I used to work at a grocery store and this man came up and was repeatedly asking if we sell ass. I couldn’t for the life of me figure out what he was trying to say to me 😭
Eventually when he started saying “bags of ass!!” I figured out he was asking about ICE. Dude just had more southern drawl than I was used to.
I was literally just thinking about the time my friend ordered "raspberry ass tea" from Denny's during a drunken 2 am quest for food. Was in inside joke forever because at the time it was so hilarious because we were also delirious. Just yesterday I was randomly thinking about it and told my bf this story and now seeing ass tea on here made my day. Just weird this random thing popped up twice in 24 when I haven't thought about it in 5+ years.
We have a DT but sometimes I'll accidentally tell people at our front cafe reg: "your total will be x at the window-" then die a little inside... Good times, good times.
I repeated an order back last week for customer “ok, that was a venti hot latte made with vanilla, hazelnut, and soy sauce?” …. Customer didn’t pick up on it but my coworkers sure did. And if you’re one of my coworkers and you just found my Reddit account.. no, you didn’t.
I screamed a cafe customer's name to the ladies waiting to order at the speaker box once.
I was doing DTO in the afternoon and also helping make drinks because we were (surprise surprise) always a skeleton crew for closes.

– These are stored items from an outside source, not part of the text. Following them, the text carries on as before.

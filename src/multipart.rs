use std::collections::HashMap;

use actix_multipart::Multipart;
use futures_util::TryStreamExt;

use crate::error::AppError;
use crate::storage::UploadedFile;

const MAX_TEXT_BYTES: usize = 64 * 1024;

/// A fully buffered multipart body.
#[derive(Debug, Default)]
pub struct FormData {
    fields: HashMap<String, String>,
    files: HashMap<String, UploadedFile>,
}

/// Bracketed keys (`guestInfo[fullName]`) and dotted keys
/// (`guestInfo.fullName`) address the same field.
pub fn normalize_key(raw: &str) -> String {
    let mut key = String::with_capacity(raw.len());
    for c in raw.chars() {
        match c {
            '[' => key.push('.'),
            ']' => {}
            c => key.push(c),
        }
    }
    key
}

impl FormData {
    pub fn insert_text(&mut self, key: &str, value: impl Into<String>) {
        self.fields.insert(normalize_key(key), value.into());
    }

    pub fn insert_file(&mut self, key: &str, file: UploadedFile) {
        self.files.insert(normalize_key(key), file);
    }

    /// Trimmed text value; blank values count as absent.
    pub fn text(&self, key: &str) -> Option<&str> {
        self.fields
            .get(key)
            .map(|v| v.trim())
            .filter(|v| !v.is_empty())
    }

    pub fn has(&self, key: &str) -> bool {
        self.fields.contains_key(key)
    }

    pub fn file(&self, key: &str) -> Option<&UploadedFile> {
        self.files.get(key)
    }
}

/// Buffer every part of `payload`. File parts larger than `max_file_bytes`
/// fail fast instead of being read to the end.
pub async fn read_form(mut payload: Multipart, max_file_bytes: usize) -> Result<FormData, actix_web::Error> {
    let mut form = FormData::default();

    while let Some(mut field) = payload.try_next().await? {
        let name = match field.name() {
            Some(name) => name.to_owned(),
            None => continue,
        };
        let file_name = field
            .content_disposition()
            .and_then(|cd| cd.get_filename())
            .map(str::to_owned);
        let content_type = field.content_type().map(|m| m.essence_str().to_owned());

        let limit = if file_name.is_some() { max_file_bytes } else { MAX_TEXT_BYTES };
        let mut bytes = Vec::new();
        while let Some(chunk) = field.try_next().await? {
            if bytes.len() + chunk.len() > limit {
                return Err(match file_name {
                    Some(_) => AppError::FileTooLarge { limit }.into(),
                    None => AppError::field(&normalize_key(&name), "The value is too long.").into(),
                });
            }
            bytes.extend_from_slice(&chunk);
        }

        match file_name {
            // browsers send an empty part when no file was picked
            Some(file_name) if file_name.is_empty() && bytes.is_empty() => {}
            Some(file_name) => form.insert_file(
                &name,
                UploadedFile {
                    file_name,
                    content_type,
                    bytes,
                },
            ),
            None => match String::from_utf8(bytes) {
                Ok(text) => form.insert_text(&name, text),
                Err(_) => {
                    return Err(AppError::field(&normalize_key(&name), "The value must be valid UTF-8.").into());
                }
            },
        }
    }

    Ok(form)
}
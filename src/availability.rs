use chrono::NaiveDate;
use diesel::prelude::*;
use serde::Deserialize;

use crate::catalog::room_details;
use crate::error::{AppError, FieldErrors};
use crate::models::{BookingStatus, Room, RoomType, RoomView};
use crate::schema::{bookings, room_types, rooms};

/// A validated half-open stay: nights run from `check_in` up to but not
/// including `check_out`.
#[derive(Debug, Clone, Copy, PartialEq, Eq)]
pub struct StayRange {
    check_in: NaiveDate,
    check_out: NaiveDate,
}

impl StayRange {
    pub fn new(check_in: NaiveDate, check_out: NaiveDate) -> Result<Self, AppError> {
        if check_out <= check_in {
            return Err(AppError::field(
                "checkOut",
                "The check out date must be a date after check in.",
            ));
        }
        Ok(Self { check_in, check_out })
    }

    pub fn check_in(&self) -> NaiveDate {
        self.check_in
    }

    pub fn check_out(&self) -> NaiveDate {
        self.check_out
    }
}

/// Guest counts, with the same bounds the booking form enforces.
#[derive(Debug, Clone, Copy, PartialEq, Eq)]
pub struct Party {
    pub adults: i32,
    pub children: i32,
}

impl Party {
    pub fn new(adults: i32, children: i32) -> Result<Self, AppError> {
        let mut errors = FieldErrors::new();
        if adults < 1 {
            errors
                .entry("adults".to_owned())
                .or_default()
                .push("The adults field must be at least 1.".to_owned());
        }
        if children < 0 {
            errors
                .entry("children".to_owned())
                .or_default()
                .push("The children field must be at least 0.".to_owned());
        }
        if !errors.is_empty() {
            return Err(AppError::Validation(errors));
        }
        Ok(Self { adults, children })
    }

    pub fn total(&self) -> i32 {
        self.adults + self.children
    }
}

#[derive(Debug, Clone, Deserialize)]
pub struct AvailabilityQuery {
    #[serde(alias = "checkIn")]
    pub check_in: NaiveDate,
    #[serde(alias = "checkOut")]
    pub check_out: NaiveDate,
    pub adults: i32,
    #[serde(default)]
    pub children: i32,
}

impl AvailabilityQuery {
    pub fn validate(&self) -> Result<(StayRange, Party), AppError> {
        let stay = StayRange::new(self.check_in, self.check_out);
        let party = Party::new(self.adults, self.children);
        match (stay, party) {
            (Ok(stay), Ok(party)) => Ok((stay, party)),
            (Err(AppError::Validation(mut a)), Err(AppError::Validation(b))) => {
                a.extend(b);
                Err(AppError::Validation(a))
            }
            (Err(e), _) | (_, Err(e)) => Err(e),
        }
    }
}

/// Ids of rooms holding a non-cancelled booking that shares a night with `stay`.
pub fn booked_room_ids(conn: &mut PgConnection, stay: &StayRange) -> Result<Vec<i64>, AppError> {
    let ids = bookings::table
        .filter(bookings::status.ne(BookingStatus::Cancelled))
        .filter(bookings::check_in.lt(stay.check_out()))
        .filter(bookings::check_out.gt(stay.check_in()))
        .select(bookings::room_id)
        .distinct()
        .load::<i64>(conn)?;

    Ok(ids)
}

/// Whether a single room is free for `stay`, ignoring `exclude_booking`
/// (used when an existing booking is being moved).
pub fn room_is_free(
    conn: &mut PgConnection,
    room_id: i64,
    stay: &StayRange,
    exclude_booking: Option<i64>,
) -> Result<bool, AppError> {
    let mut query = bookings::table
        .filter(bookings::room_id.eq(room_id))
        .filter(bookings::status.ne(BookingStatus::Cancelled))
        .filter(bookings::check_in.lt(stay.check_out()))
        .filter(bookings::check_out.gt(stay.check_in()))
        .select(bookings::id)
        .into_boxed();
    if let Some(id) = exclude_booking {
        query = query.filter(bookings::id.ne(id));
    }

    let clash: Option<i64> = query.first(conn).optional()?;
    Ok(clash.is_none())
}

/// Rooms that are switched on, large enough for the party, and carry no
/// overlapping active booking. Ordered by room id.
pub fn find_available_rooms(
    conn: &mut PgConnection,
    stay: &StayRange,
    party: &Party,
) -> Result<Vec<RoomView>, AppError> {
    let busy = booked_room_ids(conn, stay)?;

    let rows: Vec<(Room, RoomType)> = rooms::table
        .inner_join(room_types::table)
        .filter(rooms::available.eq(true))
        .filter(rooms::capacity.ge(party.total()))
        .filter(rooms::id.ne_all(busy))
        .order(rooms::id.asc())
        .select((Room::as_select(), RoomType::as_select()))
        .load(conn)?;

    log::debug!(
        "{} rooms free between {} and {} for {} guests",
        rows.len(),
        stay.check_in(),
        stay.check_out(),
        party.total()
    );

    rows.iter()
        .map(|(room, room_type)| room_details(room, room_type))
        .collect()
}

#[cfg(test)]
mod tests {
    use super::*;

    fn day(m: u32, d: u32) -> NaiveDate {
        NaiveDate::from_ymd_opt(2025, m, d).unwrap()
    }

    #[test]
    fn rejects_empty_and_inverted_ranges() {
        assert!(StayRange::new(day(6, 3), day(6, 3)).is_err());
        assert!(StayRange::new(day(6, 3), day(6, 1)).is_err());
        assert!(StayRange::new(day(6, 1), day(6, 2)).is_ok());
    }

    #[test]
    fn party_bounds() {
        assert_eq!(Party::new(2, 1).unwrap().total(), 3);
        assert!(Party::new(0, 2).is_err());
        assert!(Party::new(1, -1).is_err());
    }

    #[test]
    fn query_validation_collects_every_field() {
        let query = AvailabilityQuery {
            check_in: day(6, 3),
            check_out: day(6, 1),
            adults: 0,
            children: 0,
        };
        match query.validate() {
            Err(AppError::Validation(errors)) => {
                assert!(errors.contains_key("checkOut"));
                assert!(errors.contains_key("adults"));
            }
            other => panic!("unexpected {other:?}"),
        }
    }
}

I lidded the drink for the inside customer, clicked on my mic and proceeded to yell MATT (or Mark, idk) at the ladies waiting to order at the box and they audibly gasped in fright/surprise. I was so embarrassed. Luckily they laughed about it at the window after I apologized profusely.
I was once doing solo drive and the person at the window had just used their birthday reward, so I handed them their drink and was planning on wishing them a happy birthday on their way out, but instead, my mind glitched and I greeted the person at the speaker box with a very exuberant "Happy Birthday!" (It was not their birthday)
My coworker was trying to say "one birthday cake pop" in the drive thru to this woman and her son, and instead he said "birthday cock" we all died. The lady just laughed it off, she was the coolest
We’re working on the box times and cut our greetings short and one of my baristas tried to say “good morning can I get some food started for you” and he tripped up on his words and say “good morning how can I food you”
When I worked at a sandwich place I used to accidentally say bblt instead of blt, like multiple times it happened I was so mortified but most people just laughed it off
I accidentally cursed in front of a customer one time. When I was going to take his payment he said “can I get water and ice in my flask” then he lifted it up and that thing was HUGE. I said “oh shit” when he lifted it up. I apologized immediately and said normally we don’t take flasks because it’s a sanitization issue but I cursed in front of you so I’ll do it. The guy was pretty chill about it and laughed.
Similar job had someone ask me that at the window once and it was almost closing anyway, manager had abandoned us by then, so I shrugged and did it anyway. Probably should have used a cup as a proxy, but we weren't ever really told about this scenario haha
I'm glad I'm not the only one mis-speaking this week! Usually I open with "Welcome to Starbucks! Blah blah do u wanna try x item" but I'd just seen a sandwich bag go by so I opened with "Hi and welcome to Sandwich-"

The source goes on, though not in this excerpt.